Market prices would be more accurate if it was easier (and cheaper) to borrow shares to sell short. My current thinking is that there should be a transparent stock lending market where stock lending transactions occur. For each tenor of stock loan, shares are bid and offered. Brokers and clearing firms should have a duty to maximize the value of securities in clients' margin accounts by offering them in the lending market and remitting all of the loan proceeds (minus transaction costs) to the clients.

The point of financial markets is to put accurate prices on assets, mainly ownership interests in businesses. Investing is basically a game where 100,000 people compete for prizes if they can find errors in market prices, e.g. prices that are inconsistent with each other. That's why the more abstract and focused on error-finding (arbitrage), the higher status and more consistently profitable that type of investing.

If you can generate positive returns through a market cycle with a low correlation to the equity indices, you've identified a consistent error that other investors are making in pricing ownership interests in businesses.


John said...

The average retail investor has very little ability to short individual stocks. At Schwab, for example, you can only short the retail momentum favorites - aapl, goog, cmg, sbux, etc. that Schwab holds in sufficient quantity in street name for its retail customers. The weak stocks you would want to short are always "HTB" and unavailable. That leaves the average retail investor with inverse index ETFs that are subject to the inevitable mathematics of loss due to volatility decay.

Anonymous said...

That's not true, John. You just need to pick up the phone and ask the securities and lending department to find you available shares. It'd be more efficient, as CP has highlighted, to automate the lending process online but they'll provide you with more info (in-house inventory, market rates to borrow from others, etc) over the phone.

John said...

I am aware that I can call Schwab and ask for a quote for borrowed shares, but I doubt that the average retail Schwab customer knows that is possible, (there is a tag with a number to call when you click on the HTB button on their StreetSmart Edge trading platform) but it is a complicated and friction generating process.

Anonymous said...

The bigger point is that it's hard for institutional investors to short shares of the junk that is owned by retail investors.

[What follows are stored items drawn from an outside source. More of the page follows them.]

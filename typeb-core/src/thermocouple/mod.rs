//! Thermocouple Converters
//!
//! ## Overview
//!
//! A thermocouple produces an EMF proportional to the temperature difference
//! between its measuring (hot) junction and its reference (cold) junction.
//! Turning that EMF into a temperature takes two lookups:
//!
//! ```text
//!   reading (mV) ──┐
//!                  ├─► + ──► inverse model ──► tip temperature
//!   ambient (°C) ──► direct model (mV) ┘
//! ```
//!
//! 1. **Direct model** (°C → mV): what EMF would the cold junction alone
//!    produce at the ambient temperature?
//! 2. **Inverse model** (mV → °C): what tip temperature explains the reading
//!    plus that EMF?
//!
//! Skip step 1 and you get the absolute temperature, which assumes the cold
//! junction sits at 0°C. For Type B that error is small near room temperature
//! (the EMF is only ~-2.5 µV at 25°C) but grows quickly if the terminal block
//! gets hot.
//!
//! ## Type B Characteristics
//!
//! - Pt-30%Rh / Pt-6%Rh, usable up to 1820°C
//! - Very low output below ~50°C and non-monotonic below ~42°C, which is why
//!   the inverse model only accepts readings from 0.291 mV (≈250°C) upwards
//!
//! ## Usage Example
//!
//! ```rust
//! use typeb_core::{TypeB, RANGE_ERROR};
//!
//! let tc = TypeB::new();
//!
//! // Absolute temperature, cold junction assumed at 0°C
//! let tip = tc.temperature_celsius(4.834);
//! assert!((tip - 1000.0).abs() < 0.1);
//!
//! // Compensated with a 25°C terminal block
//! let tip = tc.temperature_celsius_compensated(4.834, 25.0);
//! assert!(tip != RANGE_ERROR);
//!
//! // Checked API tells you what went wrong
//! assert!(tc.try_temperature_celsius(0.1).is_err());
//! ```

mod type_b;
mod utils;

pub use type_b::{TypeB, DIRECT, INVERSE};
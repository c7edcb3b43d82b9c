//! Integration tests for Type B conversions
//!
//! Exercises the public API end to end:
//! - Direct and inverse models against NIST reference tables
//! - Round trips through both models
//! - Sub-range tie-breaks on the shared boundaries
//! - Sentinel and checked error reporting
//! - Fahrenheit wrappers and their historical quirks

#[macro_use]
mod common;

use typeb_core::{
    celsius_to_fahrenheit, fahrenheit_to_celsius,
    constants::its90::{DIRECT_COEFFICIENTS, HIGH, LOW},
    thermocouple::{DIRECT, INVERSE},
    ConversionError, Quantity, TypeB, RANGE_ERROR,
};

use common::{
    NIST_REFERENCE_POINTS, ROUND_TRIP_TEMPERATURES_C, ROUND_TRIP_TOLERANCE_C, TABLE_TOLERANCE_MV,
};

#[test]
fn test_direct_model_matches_nist_table() {
    let tc = TypeB::new();

    for &(celsius, mv) in NIST_REFERENCE_POINTS {
        assert_within_tolerance!(tc.millivolts_from_celsius(celsius), mv, TABLE_TOLERANCE_MV);
    }
}

#[test]
fn test_inverse_model_matches_nist_table() {
    let tc = TypeB::new();

    for &(celsius, mv) in NIST_REFERENCE_POINTS {
        assert_within_tolerance!(
            tc.temperature_celsius(mv as f32),
            f64::from(celsius),
            ROUND_TRIP_TOLERANCE_C
        );
    }
}

#[test]
fn test_round_trip_through_both_models() {
    let tc = TypeB::new();

    for &celsius in ROUND_TRIP_TEMPERATURES_C {
        let mv = tc.millivolts_from_celsius(celsius);
        assert_ne!(mv, RANGE_ERROR, "{}°C has no EMF", celsius);

        let back = tc.temperature_celsius(mv as f32);
        assert_ne!(back, RANGE_ERROR, "{} mV rejected", mv);
        assert_within_tolerance!(back, f64::from(celsius), ROUND_TRIP_TOLERANCE_C);
    }
}

#[test]
fn test_domain_boundaries() {
    let tc = TypeB::new();

    assert!(tc.in_range_millivolts(0.291));
    assert!(tc.in_range_millivolts(13.820));
    assert!(!tc.in_range_millivolts(0.290));
    assert!(!tc.in_range_millivolts(13.821));

    assert!(tc.in_range_celsius(0.0));
    assert!(tc.in_range_celsius(1820.0));
    assert!(!tc.in_range_celsius(-0.1));
    assert!(!tc.in_range_celsius(1820.1));

    // Edges of the domain still evaluate
    assert_ne!(tc.temperature_celsius(0.291), RANGE_ERROR);
    assert_ne!(tc.temperature_celsius(13.820), RANGE_ERROR);
    assert_ne!(tc.millivolts_from_celsius(1820.0), RANGE_ERROR);
}

#[test]
fn test_boundary_tie_breaks_differ() {
    let tc = TypeB::new();

    // Inverse: last containing range wins on the shared 2.431 mV boundary
    assert_eq!(tc.inverse_subrange(2.431), Some(HIGH));
    assert_eq!(
        tc.temperature_celsius(2.431),
        INVERSE.evaluate(HIGH, 2.431).unwrap()
    );

    // Direct: first containing range wins on the shared 630.615°C boundary
    assert_eq!(tc.direct_subrange(630.615), Some(LOW));
    assert_eq!(
        tc.millivolts_from_celsius(630.615),
        DIRECT.evaluate(LOW, 630.615).unwrap()
    );
}

#[test]
fn test_subrange_introspection() {
    let tc = TypeB::new();

    assert_eq!(tc.inverse_subrange(1.0), Some(LOW));
    assert_eq!(tc.inverse_subrange(10.0), Some(HIGH));
    assert_eq!(tc.inverse_subrange(0.1), None);

    assert_eq!(tc.direct_subrange(25.0), Some(LOW));
    assert_eq!(tc.direct_subrange(1200.0), Some(HIGH));
    assert_eq!(tc.direct_subrange(-5.0), None);
}

#[test]
fn test_out_of_range_returns_sentinel() {
    let tc = TypeB::new();

    assert_eq!(tc.temperature_celsius(0.0), RANGE_ERROR);
    assert_eq!(tc.millivolts_from_celsius(-5.0), RANGE_ERROR);
    assert_eq!(tc.millivolts_from_celsius(1900.0), RANGE_ERROR);
    assert_eq!(tc.temperature_fahrenheit(20.0), RANGE_ERROR);
    assert_eq!(tc.millivolts_from_fahrenheit(4000.0), RANGE_ERROR);
}

#[test]
fn test_zero_celsius_reference_point() {
    let tc = TypeB::new();

    // Every higher-degree term vanishes at 0°C
    assert_eq!(tc.millivolts_from_celsius(0.0), DIRECT_COEFFICIENTS[0][LOW]);
    assert_eq!(tc.millivolts_from_fahrenheit(32.0), DIRECT_COEFFICIENTS[0][LOW]);
}

#[test]
fn test_cold_junction_compensation() {
    let tc = TypeB::new();

    // Cold junction at 0°C adds nothing
    assert_eq!(
        tc.temperature_celsius_compensated(4.834, 0.0),
        tc.temperature_celsius(4.834)
    );

    // A hot terminal block hides part of the EMF; compensation puts it back
    let ambient_c = 400.0;
    let tip_c = 1000.0;
    let reading = tc.millivolts_from_celsius(tip_c) - tc.millivolts_from_celsius(ambient_c);
    let compensated = tc.temperature_celsius_compensated(reading as f32, ambient_c);
    assert_within_tolerance!(compensated, f64::from(tip_c), ROUND_TRIP_TOLERANCE_C);

    let checked = tc
        .try_temperature_celsius_compensated(reading as f32, ambient_c)
        .unwrap();
    assert_eq!(checked, compensated);
}

#[test]
fn test_fahrenheit_wrappers() {
    let tc = TypeB::new();

    let celsius = tc.temperature_celsius(6.786);
    assert_eq!(tc.temperature_fahrenheit(6.786), celsius_to_fahrenheit(celsius));

    // 77°F is 25°C
    let ambient_c = fahrenheit_to_celsius(77.0) as f32;
    assert_eq!(
        tc.temperature_fahrenheit_compensated(6.786, 77.0),
        celsius_to_fahrenheit(tc.temperature_celsius_compensated(6.786, ambient_c))
    );
    assert_eq!(
        tc.millivolts_from_fahrenheit(77.0),
        tc.millivolts_from_celsius(ambient_c)
    );
}

#[test]
fn test_sentinel_propagation_quirks() {
    let tc = TypeB::new();

    // Absolute °F passes the sentinel through untouched
    assert_eq!(tc.temperature_fahrenheit(0.0), RANGE_ERROR);

    // Compensated °C: the sentinel is added to the reading, which then fails
    assert_eq!(tc.temperature_celsius_compensated(4.0, 2000.0), RANGE_ERROR);

    // Compensated °F converts the sentinel as if it were a temperature
    let converted = tc.temperature_fahrenheit_compensated(4.0, 5000.0);
    assert_ne!(converted, RANGE_ERROR);
    assert_eq!(converted, celsius_to_fahrenheit(RANGE_ERROR));
}

#[test]
fn test_checked_api_propagates_errors() {
    let tc = TypeB::new();

    assert_eq!(
        tc.try_temperature_celsius(0.0),
        Err(ConversionError::OutOfRange {
            quantity: Quantity::Millivolts,
            value: 0.0,
            min: 0.291,
            max: 13.820,
        })
    );

    assert_eq!(
        tc.try_temperature_celsius_compensated(4.0, 2000.0),
        Err(ConversionError::OutOfRange {
            quantity: Quantity::Celsius,
            value: 2000.0,
            min: 0.0,
            max: 1820.0,
        })
    );

    assert_eq!(
        tc.try_temperature_fahrenheit_compensated(4.0, 5000.0),
        Err(ConversionError::OutOfRange {
            quantity: Quantity::Fahrenheit,
            value: 5000.0,
            min: 32.0,
            max: 3308.0,
        })
    );

    assert_eq!(
        tc.try_temperature_fahrenheit(f32::NAN),
        Err(ConversionError::InvalidValue)
    );
}

#[test]
fn test_checked_and_sentinel_agree_on_valid_input() {
    let tc = TypeB::new();

    for mv in [0.291_f32, 0.5, 1.0, 2.431, 5.0, 9.0, 13.820] {
        assert_eq!(tc.try_temperature_celsius(mv), Ok(tc.temperature_celsius(mv)));
        assert_eq!(tc.try_temperature_fahrenheit(mv), Ok(tc.temperature_fahrenheit(mv)));
    }

    for celsius in [0.0_f32, 25.0, 630.615, 1000.0, 1820.0] {
        assert_eq!(
            tc.try_millivolts_from_celsius(celsius),
            Ok(tc.millivolts_from_celsius(celsius))
        );
    }
}

#[test]
fn test_shared_converter_across_threads() {
    let tc = TypeB::new();

    let handles: Vec<_> = (0..4)
        .map(|i| {
            std::thread::spawn(move || tc.temperature_celsius(1.0 + i as f32))
        })
        .collect();

    for (i, handle) in handles.into_iter().enumerate() {
        let result = handle.join().unwrap();
        assert_eq!(result, tc.temperature_celsius(1.0 + i as f32));
    }
}
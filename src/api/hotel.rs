//! Pet hotel endpoints under `/pet-hotels`.

use serde::Serialize;
use serde_json::Value;
use tracing::info;

use super::ApiClient;
use crate::error::Result;
use crate::models::{Hotel, HotelBooking, HotelBookingUpdate, NewHotelBooking};

const BASE: &str = "/pet-hotels";

#[derive(Serialize)]
struct Page {
    skip: u32,
    limit: u32,
}

#[derive(Serialize)]
struct ReasonBody<'a> {
    reason: &'a str,
}

impl ApiClient {
    /// # Errors
    ///
    /// Any transport, status or decode failure.
    pub async fn fetch_hotels(&self) -> Result<Vec<Hotel>> {
        self.get_json(BASE).await
    }

    /// # Errors
    ///
    /// Any transport, status or decode failure.
    pub async fn fetch_all_hotel_bookings(&self, skip: u32) -> Result<Vec<HotelBooking>> {
        self.get_query(&format!("{BASE}/bookings/all"), &Page { skip, limit: self.page_limit }).await
    }

    /// # Errors
    ///
    /// Any transport, status or decode failure.
    pub async fn fetch_hotel_bookings_for_user(&self, user_id: i64) -> Result<Vec<HotelBooking>> {
        self.get_query(&format!("{BASE}/bookings"), &[("user_id", user_id)]).await
    }

    /// # Errors
    ///
    /// Any transport, status or decode failure.
    pub async fn create_hotel_booking(&self, booking: &NewHotelBooking) -> Result<HotelBooking> {
        let created: HotelBooking = self.post_json(&format!("{BASE}/bookings"), booking).await?;
        info!(booking_id = created.id, "hotel booking created");
        Ok(created)
    }

    /// # Errors
    ///
    /// Any transport, status or decode failure.
    pub async fn update_hotel_booking(&self, booking_id: i64, update: &HotelBookingUpdate) -> Result<Value> {
        let result = self.put_json(&format!("{BASE}/bookings/{booking_id}"), update).await?;
        info!(booking_id, "hotel booking updated");
        Ok(result)
    }

    /// # Errors
    ///
    /// Any transport or status failure.
    pub async fn delete_hotel_booking(&self, booking_id: i64) -> Result<()> {
        self.delete(&format!("{BASE}/bookings/{booking_id}")).await?;
        info!(booking_id, "hotel booking deleted");
        Ok(())
    }

    /// # Errors
    ///
    /// Any transport, status or decode failure.
    pub async fn accept_hotel_booking(&self, booking_id: i64) -> Result<Value> {
        let result = self.post_empty(&format!("{BASE}/bookings/{booking_id}/accept")).await?;
        info!(booking_id, "hotel booking accepted");
        Ok(result)
    }

    /// # Errors
    ///
    /// Any transport, status or decode failure.
    pub async fn decline_hotel_booking(&self, booking_id: i64, reason: &str) -> Result<Value> {
        let result = self.post_json(&format!("{BASE}/bookings/{booking_id}/decline"), &ReasonBody { reason }).await?;
        info!(booking_id, "hotel booking declined");
        Ok(result)
    }
}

It's a win for the stock lending desks, which make monopoly profits off of an artificially small pool of lent shares, a lose for market efficiency, and a lose for the retail investors.

Think about it - a share loan has the same risk as any other margin loan. Interactive Brokers currently charges about 1% rate depending on the size of margin loan.

So why do stock loans with the same risk cost order of magnitude more? Why does it cost "99%" annualized to borrow shares where the short interest is only 15%? Why aren't the other 85% competing to earn that rate?

Because stock lending is a special club - for now - where part of the racket is an artificial scarcity of shares to loan and the other part is that these rents don't make their way back to the owners of the shares.